The Williams Act is a piece of legislation proposed by Senator Harrison A. Williams of New Jersey in 1968. It refers to amendments to the Securities Exchange Act of 1934 regarding tender offers. Specifically, the act requires any person or institution making a cash tender offer for a publicly traded target corporation (that is required to be registered under federal law), to register with the Securities and Exchange Commission (SEC). This registration shall disclose details of the offer including the following information
- any purpose for which the offer is made
- the plans the purchaser might have if successful
- the terms of a tender offer
- the source of the funds used in the offer
- and any contracts or understandings concerning the target corporation
In addition to registering with the SEC, the acquirer must also file disclosures with all national security exchanges where their securities are traded. These requirements apply to institutions AND individuals that acquire more than 5% of the target company’s outstanding shares.
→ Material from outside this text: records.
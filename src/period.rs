//! Billing periods and the rules for spotting them in page text.
//!
//! Provider UIs label invoices inconsistently ("December 2024", "Dec 1, 2024",
//! "2024-12", "12/2024"), so matching extracts every period mention from a
//! piece of text and compares periods rather than strings.

use std::fmt;
use std::str::FromStr;
use std::sync::LazyLock;

use chrono::{Datelike, NaiveDate};
use regex::Regex;

const MIN_YEAR: i32 = 1990;
const MAX_YEAR: i32 = 2100;

const MONTH_NAMES: [&str; 12] = [
    "January",
    "February",
    "March",
    "April",
    "May",
    "June",
    "July",
    "August",
    "September",
    "October",
    "November",
    "December",
];

#[derive(Debug, Clone, PartialEq, Eq, thiserror::Error)]
#[error("invalid billing period {input:?}: expected YYYY-MM or YYYYMM")]
pub struct PeriodError {
    input: String,
}

/// A calendar month that an invoice covers.
#[derive(Debug, Clone, Copy, PartialEq, Eq, PartialOrd, Ord, Hash)]
pub struct BillingPeriod {
    year: i32,
    month: u32,
}

impl BillingPeriod {
    pub fn new(year: i32, month: u32) -> Result<Self, PeriodError> {
        if !(1..=12).contains(&month) || !(MIN_YEAR..=MAX_YEAR).contains(&year) {
            return Err(PeriodError {
                input: format!("{year:04}-{month:02}"),
            });
        }
        Ok(Self { year, month })
    }

    pub fn year(&self) -> i32 {
        self.year
    }

    pub fn month(&self) -> u32 {
        self.month
    }

    /// The period containing `date`.
    pub fn containing(date: NaiveDate) -> Self {
        Self {
            year: date.year(),
            month: date.month(),
        }
    }

    /// The calendar month before the one containing `today`.
    ///
    /// Invoices are issued after a month closes, so this is the default target.
    pub fn previous(today: NaiveDate) -> Self {
        Self::containing(today).pred()
    }

    pub fn pred(self) -> Self {
        if self.month == 1 {
            Self {
                year: self.year - 1,
                month: 12,
            }
        } else {
            Self {
                year: self.year,
                month: self.month - 1,
            }
        }
    }

    /// `YYYYMM`, used in file names and object keys.
    pub fn compact(&self) -> String {
        format!("{:04}{:02}", self.year, self.month)
    }

    pub fn month_name(&self) -> &'static str {
        MONTH_NAMES[(self.month - 1) as usize]
    }
}

impl fmt::Display for BillingPeriod {
    fn fmt(&self, f: &mut fmt::Formatter<'_>) -> fmt::Result {
        write!(f, "{:04}-{:02}", self.year, self.month)
    }
}

impl FromStr for BillingPeriod {
    type Err = PeriodError;

    fn from_str(s: &str) -> Result<Self, Self::Err> {
        let trimmed = s.trim();
        let err = || PeriodError {
            input: s.to_string(),
        };

        let (year, month) = match trimmed.split_once(['-', '/']) {
            Some((year, month)) => (year, month),
            None if trimmed.len() == 6 && trimmed.is_ascii() => trimmed.split_at(4),
            None => return Err(err()),
        };
        if year.len() != 4 || month.is_empty() || month.len() > 2 {
            return Err(err());
        }

        let year: i32 = year.parse().map_err(|_| err())?;
        let month: u32 = month.parse().map_err(|_| err())?;
        Self::new(year, month).map_err(|_| err())
    }
}

// "December 2024", "Dec. 2024", "Dec 1, 2024", "Sept 2024"
static MONTH_NAME_RE: LazyLock<Regex> = LazyLock::new(|| {
    Regex::new(
        r"(?i)\b(jan(?:uary)?|feb(?:ruary)?|mar(?:ch)?|apr(?:il)?|may|june?|july?|aug(?:ust)?|sep(?:t(?:ember)?)?|oct(?:ober)?|nov(?:ember)?|dec(?:ember)?)\.?\s+(?:\d{1,2}(?:st|nd|rd|th)?,?\s+)?(\d{4})\b",
    )
    .expect("month name pattern is valid")
});

// US dates "12/01/2024": month first, day ignored.
static US_DATE_RE: LazyLock<Regex> = LazyLock::new(|| {
    Regex::new(r"\b(\d{1,2})/\d{1,2}/(\d{4})\b").expect("US date pattern is valid")
});

// "2024-12", "2024/12", "2024-12-01"
static ISO_RE: LazyLock<Regex> = LazyLock::new(|| {
    Regex::new(r"\b(\d{4})[-/](\d{1,2})(?:[-/]\d{1,2})?\b").expect("ISO pattern is valid")
});

// "12/2024", "12-2024"
static MONTH_YEAR_RE: LazyLock<Regex> = LazyLock::new(|| {
    Regex::new(r"\b(\d{1,2})[-/](\d{4})\b").expect("month/year pattern is valid")
});

// "202412"
static COMPACT_RE: LazyLock<Regex> =
    LazyLock::new(|| Regex::new(r"\b(\d{4})(\d{2})\b").expect("compact pattern is valid"));

fn month_from_name(name: &str) -> Option<u32> {
    let prefix: String = name.chars().take(3).collect::<String>().to_lowercase();
    MONTH_NAMES
        .iter()
        .position(|m| m[..3].eq_ignore_ascii_case(&prefix))
        .map(|i| i as u32 + 1)
}

#[derive(Clone, Copy)]
enum Layout {
    MonthName,
    MonthFirst,
    YearFirst,
}

/// Every billing period mentioned in `text`, in order of appearance, without duplicates.
///
/// Patterns are applied from most to least specific; a later pattern never
/// claims text already matched by an earlier one, so "12/01/2024" is read as
/// December 2024 and not as January 2024.
pub fn mentioned_periods(text: &str) -> Vec<BillingPeriod> {
    let patterns: [(&Regex, Layout); 5] = [
        (&MONTH_NAME_RE, Layout::MonthName),
        (&US_DATE_RE, Layout::MonthFirst),
        (&ISO_RE, Layout::YearFirst),
        (&MONTH_YEAR_RE, Layout::MonthFirst),
        (&COMPACT_RE, Layout::YearFirst),
    ];

    let mut claimed: Vec<(usize, usize)> = Vec::new();
    let mut found: Vec<(usize, BillingPeriod)> = Vec::new();

    for (regex, layout) in patterns {
        for caps in regex.captures_iter(text) {
            let Some(whole) = caps.get(0) else { continue };
            let span = (whole.start(), whole.end());
            if claimed.iter().any(|&(s, e)| span.0 < e && s < span.1) {
                continue;
            }

            let (first, second) = (&caps[1], &caps[2]);
            let parsed = match layout {
                Layout::MonthName => month_from_name(first)
                    .zip(second.parse::<i32>().ok())
                    .map(|(m, y)| (y, m)),
                Layout::MonthFirst => first.parse::<u32>().ok().zip(second.parse::<i32>().ok()).map(|(m, y)| (y, m)),
                Layout::YearFirst => second.parse::<u32>().ok().zip(first.parse::<i32>().ok()).map(|(m, y)| (y, m)),
            };

            if let Some(period) = parsed.and_then(|(y, m)| BillingPeriod::new(y, m).ok()) {
                claimed.push(span);
                found.push((span.0, period));
            }
        }
    }

    found.sort_by_key(|(start, _)| *start);
    let mut periods = Vec::with_capacity(found.len());
    for (_, period) in found {
        if !periods.contains(&period) {
            periods.push(period);
        }
    }
    periods
}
Reasons for the Williams Act
Throughout the 1960s, acquiring companies had a distinct preference for the tender offer as a means for acquiring a target firm. This was opposed to engaging in a drawn out and potentially expensive proxy fight in order to wins seats on the board of directors. A tender offer by comparison could be completed quite quickly. This led to abuse of the practice by larger firms and corporate raiders making hostile takeover approaches. Tender offers were made for the stocks of target companies with very short timelines for acceptance. This was a huge disadvantage to target stockholders. Investment decisions had to be made without sufficient time to obtain the necessary information. Evaluating the offer terms, the response from management and the outlook for the target firm would be considered a vital part of the investment process.
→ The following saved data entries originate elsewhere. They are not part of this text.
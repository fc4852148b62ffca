use bytes::Bytes;
use std::time::Instant;

/// A resume file as received from the upload form. Consumed once by the extractor.
#[derive(Debug, Clone)]
pub struct UploadedDocument {
    pub name: String,
    pub size: usize,
    pub content: Bytes,
    pub mime_type: Option<String>,
}

impl UploadedDocument {
    pub fn new(name: String, content: impl Into<Bytes>) -> Self {
        let content = content.into();
        let size = content.len();
        Self {
            name,
            size,
            content,
            mime_type: None,
        }
    }

    pub fn with_mime_type(mut self, mime_type: String) -> Self {
        self.mime_type = Some(mime_type);
        self
    }

    /// Checks the declared format only; whether the bytes parse is the extractor's call.
    pub fn is_pdf(&self) -> bool {
        let declared = self
            .mime_type
            .as_deref()
            .map(|mt| mt == "application/pdf")
            .unwrap_or(false);

        declared
            || self.name.to_lowercase().ends_with(".pdf")
            || self.content.starts_with(b"%PDF")
    }
}

/// One form submission: the resume plus the pasted job description.
#[derive(Debug, Clone)]
pub struct Submission {
    pub document: UploadedDocument,
    pub job_description: String,
}

/// Request-scoped state threaded through the pipeline in place of a browser session.
#[derive(Debug, Clone)]
pub struct SessionContext {
    pub request_id: String,
    pub started: Instant,
}

impl SessionContext {
    pub fn new() -> Self {
        Self {
            request_id: uuid::Uuid::new_v4().to_string()[..8].to_string(),
            started: Instant::now(),
        }
    }

    /// Context for a request that already carries an id, e.g. from `x-request-id`.
    pub fn with_request_id(request_id: impl Into<String>) -> Self {
        Self {
            request_id: request_id.into(),
            started: Instant::now(),
        }
    }

    pub fn elapsed_ms(&self) -> u64 {
        self.started.elapsed().as_millis() as u64
    }
}

impl Default for SessionContext {
    fn default() -> Self {
        Self::new()
    }
}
This behavior gave to much power to the acquirers. The risk posed to shareholders and company executives necessitated the enactment of the Williams Act in 1968 to protect vulnerable stockholders. The acquirer and target management are given equal opportunity to present their own arguments to shareholders.
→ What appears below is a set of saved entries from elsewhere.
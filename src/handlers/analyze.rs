use axum::{
    extract::{multipart::MultipartError, Multipart, State},
    http::{HeaderMap, StatusCode},
    response::Json,
};
use tracing::{error, info, warn};

use crate::error::{AppError, AppResult, RequestError};
use crate::middleware::REQUEST_ID_HEADER;
use crate::models::{AnalyzeResponse, ParseResponse, SessionContext, Submission, UploadedDocument};
use crate::state::AppState;

/// Fields pulled out of the upload form.
#[derive(Debug, Default)]
pub struct SubmissionForm {
    pub document: Option<UploadedDocument>,
    pub job_description: Option<String>,
}

/// Reuses the id the logging middleware assigned, falling back to a fresh one.
fn session_context(headers: &HeaderMap) -> SessionContext {
    headers
        .get(REQUEST_ID_HEADER)
        .and_then(|v| v.to_str().ok())
        .map(SessionContext::with_request_id)
        .unwrap_or_default()
}

pub async fn analyze_handler(
    State(state): State<AppState>,
    headers: HeaderMap,
    multipart: Multipart,
) -> Result<Json<AnalyzeResponse>, RequestError> {
    let ctx = session_context(&headers);
    info!(request_id = %ctx.request_id, "Starting resume analysis request");

    run_analysis(&state, &ctx, multipart)
        .await
        .map_err(|e| e.for_request(&ctx.request_id))
}

async fn run_analysis(
    state: &AppState,
    ctx: &SessionContext,
    mut multipart: Multipart,
) -> AppResult<Json<AnalyzeResponse>> {
    let form = read_form(&mut multipart, state.config.max_file_size_bytes()).await?;
    let document = form.document.ok_or(AppError::MissingFile)?;
    let job_description = form.job_description.unwrap_or_default();

    info!(
        request_id = %ctx.request_id,
        file_name = %document.name,
        file_size = document.size,
        job_description_chars = job_description.trim().chars().count(),
        "Submission received"
    );

    let report = state
        .controller
        .analyze(
            ctx,
            Submission {
                document,
                job_description,
            },
        )
        .await
        .map_err(|e| {
            error!(request_id = %ctx.request_id, error_code = e.error_code(), "Analysis failed");
            e
        })?;

    let total_time = ctx.elapsed_ms();
    info!(
        request_id = %ctx.request_id,
        total_time_ms = total_time,
        "Request completed successfully"
    );

    Ok(Json(AnalyzeResponse::new(report, total_time)))
}

pub async fn parse_handler(
    State(state): State<AppState>,
    headers: HeaderMap,
    multipart: Multipart,
) -> Result<Json<ParseResponse>, RequestError> {
    let ctx = session_context(&headers);
    info!(request_id = %ctx.request_id, "Starting resume parse request");

    run_parse(&state, &ctx, multipart)
        .await
        .map_err(|e| e.for_request(&ctx.request_id))
}

async fn run_parse(
    state: &AppState,
    ctx: &SessionContext,
    mut multipart: Multipart,
) -> AppResult<Json<ParseResponse>> {
    let form = read_form(&mut multipart, state.config.max_file_size_bytes()).await?;
    let document = form.document.ok_or(AppError::MissingFile)?;

    let parsed = state
        .controller
        .parse(ctx, document, form.job_description.as_deref())
        .await?;

    if parsed.no_text_found {
        warn!(request_id = %ctx.request_id, "Parsed PDF has no text layer");
    }

    Ok(Json(ParseResponse::new(parsed, ctx.elapsed_ms())))
}

/// A body that trips the router's length limit is an oversized upload, not a broken form.
fn multipart_error(err: MultipartError, max_size_bytes: usize, context: &str) -> AppError {
    if err.status() == StatusCode::PAYLOAD_TOO_LARGE {
        warn!(max_size = max_size_bytes, "Upload exceeds the request body limit");
        AppError::FileTooLarge {
            limit: max_size_bytes / (1024 * 1024),
        }
    } else {
        AppError::invalid_file(format!("{}: {}", context, err))
    }
}

pub async fn read_form(multipart: &mut Multipart, max_size_bytes: usize) -> AppResult<SubmissionForm> {
    let mut form = SubmissionForm::default();

    while let Some(field) = multipart
        .next_field()
        .await
        .map_err(|e| multipart_error(e, max_size_bytes, "Failed to read multipart field"))?
    {
        let field_name = field.name().unwrap_or("").to_string();

        match field_name.as_str() {
            "file" => {
                let file_name = field.file_name().unwrap_or("resume.pdf").to_string();
                let content_type = field.content_type().map(|ct| ct.to_string());

                let data = field
                    .bytes()
                    .await
                    .map_err(|e| multipart_error(e, max_size_bytes, "Failed to read file data"))?;

                if data.is_empty() {
                    return Err(AppError::invalid_file("File is empty"));
                }

                if data.len() > max_size_bytes {
                    warn!(
                        file_size = data.len(),
                        max_size = max_size_bytes,
                        "File size exceeds limit"
                    );
                    return Err(AppError::FileTooLarge {
                        limit: max_size_bytes / (1024 * 1024),
                    });
                }

                let mut file = UploadedDocument::new(file_name, data);
                if let Some(mime_type) = content_type {
                    file = file.with_mime_type(mime_type);
                }

                if !file.is_pdf() {
                    return Err(AppError::invalid_file("Only PDF resumes are supported"));
                }

                form.document = Some(file);
            }
            "job_description" => {
                let text = field.text().await.map_err(|e| {
                    multipart_error(e, max_size_bytes, "Failed to read job description")
                })?;
                form.job_description = Some(text);
            }
            other => {
                tracing::debug!(field = other, "Ignoring unknown form field");
            }
        }
    }

    Ok(form)
}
The act also protected the shareholders from false, incomplete, or misleading statements that acquirers might be tempted to give in the absence of regulation. By requiring full and fair disclosure for the benefit of stockholders, the Williams Act increases transparency in the market, especially in the event of a hostile takeover. The SEC enforced the Williams Act through Rule 13d and Rule 14d.
Objectives of the Act
The act is designed to strike a balance between shareholders and managers in mergers & acquisitions. In passing the legislation, Congress wanted to protect shareholders without making takeover attempts overly difficult. Corporate governance is achieved by giving shareholders timely information with which to make their investment decisions whilst allowing the acquiring firm to convince the shareholders to sell. Making the information public helps shareholders and investors of the target company know what to expect when the acquisition is initiated. Mergers & acquisitions are a natural part of the business cycle that can benefit shareholders and managers. This is especially true when the company runs into financial difficulties or requires new management.